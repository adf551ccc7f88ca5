use std::borrow::Cow;
use std::path::PathBuf;

/// Exit status reserved for user-input errors (missing tool, missing registry, bad settings).
pub const USAGE_EXIT_CODE: u8 = 2;
/// Exit status used when an external program cannot be started at all.
pub const SPAWN_EXIT_CODE: u8 = 127;

pub type Result<T, E = PipelineError> = std::result::Result<T, E>;

/// Every way a pipeline run can terminate early.
#[derive(Debug, thiserror::Error)]
pub enum PipelineError {
    /// A tool required by the requested stages is not on `PATH`.
    #[error("Required tool '{tool}' was not found on PATH{}", format_context(.context))]
    MissingTool { tool: String, context: Option<Cow<'static, str>> },

    /// Images must be pushed somewhere.
    #[error("A registry is required to build and push images{}", format_context(.context))]
    MissingRegistry { context: Option<Cow<'static, str>> },

    #[error("Invalid argument{}: {message}", format_context(.context))]
    InvalidArgument { message: Cow<'static, str>, context: Option<Cow<'static, str>> },

    /// The layered settings could not be built or deserialized.
    #[error("Settings error{}: {source}", format_context(.context))]
    Settings { source: config::ConfigError, context: Option<Cow<'static, str>> },

    /// An external command ran and reported failure.
    #[error("'{command}' failed with {}", describe_code(.code))]
    CommandFailed { command: String, code: Option<i32> },

    /// An external command could not be started.
    #[error("Failed to execute '{program}'{}: {source}", format_context(.context))]
    Spawn { program: String, source: std::io::Error, context: Option<Cow<'static, str>> },

    #[error("{} file(s) are missing the license header", .files.len())]
    LicenseHeader { files: Vec<PathBuf> },

    #[error("Version error{}: {message}", format_context(.context))]
    Version { message: Cow<'static, str>, context: Option<Cow<'static, str>> },

    #[error("IO error{}: {source}", format_context(.context))]
    Io { source: std::io::Error, context: Option<Cow<'static, str>> },
}

impl PipelineError {
    /// Maps the error onto the process exit status.
    ///
    /// Failed commands hand their own status through; a command killed by a
    /// signal has no status and maps to `1`.
    #[must_use]
    pub fn exit_code(&self) -> u8 {
        match self {
            Self::MissingTool { .. }
            | Self::MissingRegistry { .. }
            | Self::InvalidArgument { .. }
            | Self::Settings { .. } => USAGE_EXIT_CODE,
            Self::CommandFailed { code, .. } => {
                code.and_then(|c| u8::try_from(c).ok()).filter(|c| *c != 0).unwrap_or(1)
            },
            Self::Spawn { .. } => SPAWN_EXIT_CODE,
            Self::LicenseHeader { .. } | Self::Version { .. } | Self::Io { .. } => 1,
        }
    }
}

/// Adds `.context(...)` to results whose error converts into [`PipelineError`].
pub trait PipelineErrorExt<T> {
    /// Attaches a human readable context to the error.
    ///
    /// # Errors
    /// Returns the wrapped error with the context attached.
    fn context(self, context: impl Into<Cow<'static, str>>) -> Result<T>;
}

impl<T> PipelineErrorExt<T> for std::result::Result<T, std::io::Error> {
    fn context(self, context: impl Into<Cow<'static, str>>) -> Result<T> {
        self.map_err(|source| PipelineError::Io { source, context: Some(context.into()) })
    }
}

impl<T> PipelineErrorExt<T> for std::result::Result<T, config::ConfigError> {
    fn context(self, context: impl Into<Cow<'static, str>>) -> Result<T> {
        self.map_err(|source| PipelineError::Settings { source, context: Some(context.into()) })
    }
}

impl From<std::io::Error> for PipelineError {
    fn from(source: std::io::Error) -> Self {
        Self::Io { source, context: None }
    }
}

impl From<config::ConfigError> for PipelineError {
    fn from(source: config::ConfigError) -> Self {
        Self::Settings { source, context: None }
    }
}

fn format_context(context: &Option<Cow<'static, str>>) -> Cow<'static, str> {
    context.as_ref().map_or(Cow::Borrowed(""), |c| Cow::Owned(format!(" ({c})")))
}

fn describe_code(code: &Option<i32>) -> String {
    code.map_or_else(
        || "no exit status (terminated by signal)".to_owned(),
        |c| format!("exit status {c}"),
    )
}
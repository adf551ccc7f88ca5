use crate::error::{PipelineErrorExt, Result};
use crate::models::settings::LicenseSettings;
use std::ffi::OsStr;
use std::fs;
use std::path::{Path, PathBuf};
use walkdir::WalkDir;

/// Lists tracked files under `root` that do not contain the license header.
///
/// Paths are relative to `root` and sorted. Directories that do not exist are
/// skipped; file contents are compared lossily so stray bytes never abort the scan.
///
/// # Errors
/// Returns an error if a directory cannot be walked or a file cannot be read.
pub fn find_missing_headers(root: &Path, settings: &LicenseSettings) -> Result<Vec<PathBuf>> {
    let extension = OsStr::new(settings.extension.trim_start_matches('.'));
    let mut missing = Vec::new();

    for dir in &settings.directories {
        let dir = root.join(dir);
        if !dir.is_dir() {
            continue;
        }

        for entry in WalkDir::new(&dir) {
            let entry = entry
                .map_err(std::io::Error::from)
                .context(format!("Failed to walk {}", dir.display()))?;
            let path = entry.path();

            if !entry.file_type().is_file() || path.extension() != Some(extension) {
                continue;
            }

            let bytes = fs::read(path).context(format!("Failed to read {}", path.display()))?;
            if !String::from_utf8_lossy(&bytes).contains(&settings.header) {
                missing.push(path.strip_prefix(root).unwrap_or(path).to_path_buf());
            }
        }
    }

    missing.sort();
    missing.dedup();
    Ok(missing)
}

#[cfg(test)]
mod tests {
    use super::*;

    const HEADER: &str = "Licensed under the Apache License, Version 2.0";

    fn write(root: &Path, relative: &str, content: &[u8]) {
        let path = root.join(relative);
        fs::create_dir_all(path.parent().unwrap()).unwrap();
        fs::write(path, content).unwrap();
    }

    #[test]
    fn reports_exactly_the_file_without_header() {
        let dir = tempfile::tempdir().unwrap();
        let root = dir.path();
        write(root, "src/app/__init__.py", format!("# {HEADER}\n").as_bytes());
        write(root, "src/app/cli.py", b"print('no header here')\n");
        write(root, "tests/test_cli.py", format!("# {HEADER}\nimport app\n").as_bytes());
        write(root, "tests/fixtures/data.json", b"{}");
        write(root, "docs/conf.py", b"untracked directory\n");

        let missing = find_missing_headers(root, &LicenseSettings::default()).unwrap();
        assert_eq!(missing, [PathBuf::from("src/app/cli.py")]);
    }

    #[test]
    fn compliant_tree_reports_nothing() {
        let dir = tempfile::tempdir().unwrap();
        write(dir.path(), "src/a.py", format!("\"\"\"{HEADER}\"\"\"").as_bytes());
        write(dir.path(), "src/b.py", format!("#!/usr/bin/env python\n# {HEADER}\n").as_bytes());

        assert!(find_missing_headers(dir.path(), &LicenseSettings::default()).unwrap().is_empty());
    }

    #[test]
    fn missing_directories_and_binary_content_are_tolerated() {
        let dir = tempfile::tempdir().unwrap();
        let mut content = vec![0xff, 0xfe, b'\n'];
        content.extend_from_slice(HEADER.as_bytes());
        write(dir.path(), "src/odd.py", &content);

        assert!(find_missing_headers(dir.path(), &LicenseSettings::default()).unwrap().is_empty());
    }

    #[test]
    fn extension_setting_may_carry_a_dot() {
        let dir = tempfile::tempdir().unwrap();
        write(dir.path(), "src/lib.rs", b"fn main() {}");
        write(dir.path(), "src/tool.py", b"no header");

        let settings =
            LicenseSettings { extension: ".rs".to_owned(), ..LicenseSettings::default() };
        let missing = find_missing_headers(dir.path(), &settings).unwrap();
        assert_eq!(missing, [PathBuf::from("src/lib.rs")]);
    }
}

==================================================

> [Description of the task]:
Beginning with the line that has "missing.sort();" and ending with the line that has "content.extend_from_slice(HEADER.as_bytes());", set down the lines above exactly and include no others.

> [Final answer]:
    missing.sort();
    missing.dedup();
    Ok(missing)
}

#[cfg(test)]
mod tests {
    use super::*;

    const HEADER: &str = "Licensed under the Apache License, Version 2.0";

    fn write(root: &Path, relative: &str, content: &[u8]) {
        let path = root.join(relative);
        fs::create_dir_all(path.parent().unwrap()).unwrap();
        fs::write(path, content).unwrap();
    }

    #[test]
    fn reports_exactly_the_file_without_header() {
        let dir = tempfile::tempdir().unwrap();
        let root = dir.path();
        write(root, "src/app/__init__.py", format!("# {HEADER}\n").as_bytes());
        write(root, "src/app/cli.py", b"print('no header here')\n");
        write(root, "tests/test_cli.py", format!("# {HEADER}\nimport app\n").as_bytes());
        write(root, "tests/fixtures/data.json", b"{}");
        write(root, "docs/conf.py", b"untracked directory\n");

        let missing = find_missing_headers(root, &LicenseSettings::default()).unwrap();
        assert_eq!(missing, [PathBuf::from("src/app/cli.py")]);
    }

    #[test]
    fn compliant_tree_reports_nothing() {
        let dir = tempfile::tempdir().unwrap();
        write(dir.path(), "src/a.py", format!("\"\"\"{HEADER}\"\"\"").as_bytes());
        write(dir.path(), "src/b.py", format!("#!/usr/bin/env python\n# {HEADER}\n").as_bytes());

        assert!(find_missing_headers(dir.path(), &LicenseSettings::default()).unwrap().is_empty());
    }

    #[test]
    fn missing_directories_and_binary_content_are_tolerated() {
        let dir = tempfile::tempdir().unwrap();
        let mut content = vec![0xff, 0xfe, b'\n'];
        content.extend_from_slice(HEADER.as_bytes());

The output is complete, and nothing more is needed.